Study what brings you joy.  Bring joy to what you study.

There are two key elements working here.  I’m repeating and I’m having fun.  I’m not sure if this officially a cliche but repetition is the mother of all skill.  Mindful repetition is one of the key things that I have discovered on my road to trying to learn Japanese, and something I’m starting to use in all aspects of my life.

First of all pick the materials and ideas that are fun.  Also, when you are studying when you start feeling resentful, tired, bored etc–stop.   You can either change modalities, materials, or approaches.   I’m talking about studying materials that you have chosen for your self.

I’ve also found that it is possible to change your attitude and re-frame your attitude as you study.  For example, I was reviewing my Samurai Notebook and looking at some of my goal exercises.  I realized that I was doing it listlessly.  I stopped for a second and thought:   “What if I really breathed and imagined all of these goals.”   It made review a whole lot more interesting.

If You Repeat, You Must Delete

I’m dating myself (not that there is anything wrong with that) and refer to the O.J. Simpson trial of the 90’s.  Simpson’s lawyer, Johnnie Cochran, won the acquital for O.J. and his fifteen minutes of fame in part by constantly repeating, “If it doesn’t fit, you must acquit.”
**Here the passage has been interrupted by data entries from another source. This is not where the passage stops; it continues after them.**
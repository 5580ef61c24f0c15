use serde::{Deserialize, Serialize};
use uuid::Uuid;

/// Reference to a media item owned by the media collaborator.
#[derive(Debug, Clone, Copy, PartialEq, Eq, PartialOrd, Ord, Hash, Serialize, Deserialize)]
#[serde(transparent)]
pub struct MediaId(pub Uuid);

/// Reference to a comment owned by the comment collaborator.
#[derive(Debug, Clone, Copy, PartialEq, Eq, PartialOrd, Ord, Hash, Serialize, Deserialize)]
#[serde(transparent)]
pub struct CommentId(pub Uuid);

#[derive(Debug, Clone, Copy, PartialEq, Eq, Serialize, Deserialize)]
#[serde(rename_all = "snake_case")]
pub enum MediaKind {
    Image,
    Video,
    Audio,
    Document,
}

/// Upload state of a media item as reported by the media collaborator.
#[derive(Debug, Clone, Copy, PartialEq, Eq, Serialize, Deserialize)]
#[serde(rename_all = "snake_case")]
pub enum MediaUploadState {
    Local,
    Uploading,
    Uploaded,
    /// Upload failed and will not be retried.
    Failed,
}

/// What the core needs to know about a media item.
#[derive(Debug, Clone, PartialEq, Eq, Serialize, Deserialize)]
pub struct MediaInfo {
    pub id: MediaId,
    pub kind: MediaKind,
    pub upload_state: MediaUploadState,
}
//! The original/revision graph.
//!
//! All post records live in a [`PostGraph`] arena keyed by [`PostId`]. A
//! record's `original` and `revision` fields are lookups into the arena, so
//! the back-reference pair never forms an ownership cycle. Every transition
//! here is a small synchronous edit of the arena; persistence happens later,
//! from the [`ChangeSet`] the graph journals.

use std::collections::{BTreeSet, HashMap};

use chrono::{DateTime, Utc};
use uuid::Uuid;

use super::post::{AutosaveSnapshot, Post, PostFields, PostId};
use crate::error::DomainError;
use crate::legacy::RemoteStatus;
use crate::DomainResult;

/// Revision behaviour switches.
#[derive(Debug, Clone, Copy, PartialEq, Eq)]
pub struct RevisionConfig {
    /// Allow a revision to have its own revision.
    pub allow_chaining: bool,
}

impl Default for RevisionConfig {
    fn default() -> Self {
        Self {
            allow_chaining: true,
        }
    }
}

/// Records touched since the last flush to storage.
#[derive(Debug, Clone, Default)]
pub struct ChangeSet {
    pub saved: Vec<Post>,
    pub removed: Vec<PostId>,
}

impl ChangeSet {
    pub fn is_empty(&self) -> bool {
        self.saved.is_empty() && self.removed.is_empty()
    }
}

/// Arena of post records and the revision state machine over them.
#[derive(Debug, Default)]
pub struct PostGraph {
    records: HashMap<PostId, Post>,
    config: RevisionConfig,
    dirty: BTreeSet<PostId>,
    removed: BTreeSet<PostId>,
}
My mantra is now, “If you repeat, you must delete.”  If something in your notebook or SRS becomes dull or was never interesting to begin with, get rid of it or cross it out in your notebook.  It becomes a drag on your mind and your motivation to keep on studying and learning.

This idea really jelled for me because Khatz at Ajatt.com keeps hammering the message of fun and the importance of deletion.

Study what brings you joy.  Bring joy to what you study.  If you repeat, you must delete.  Repeat. Have fun.  The world smiles when you become you.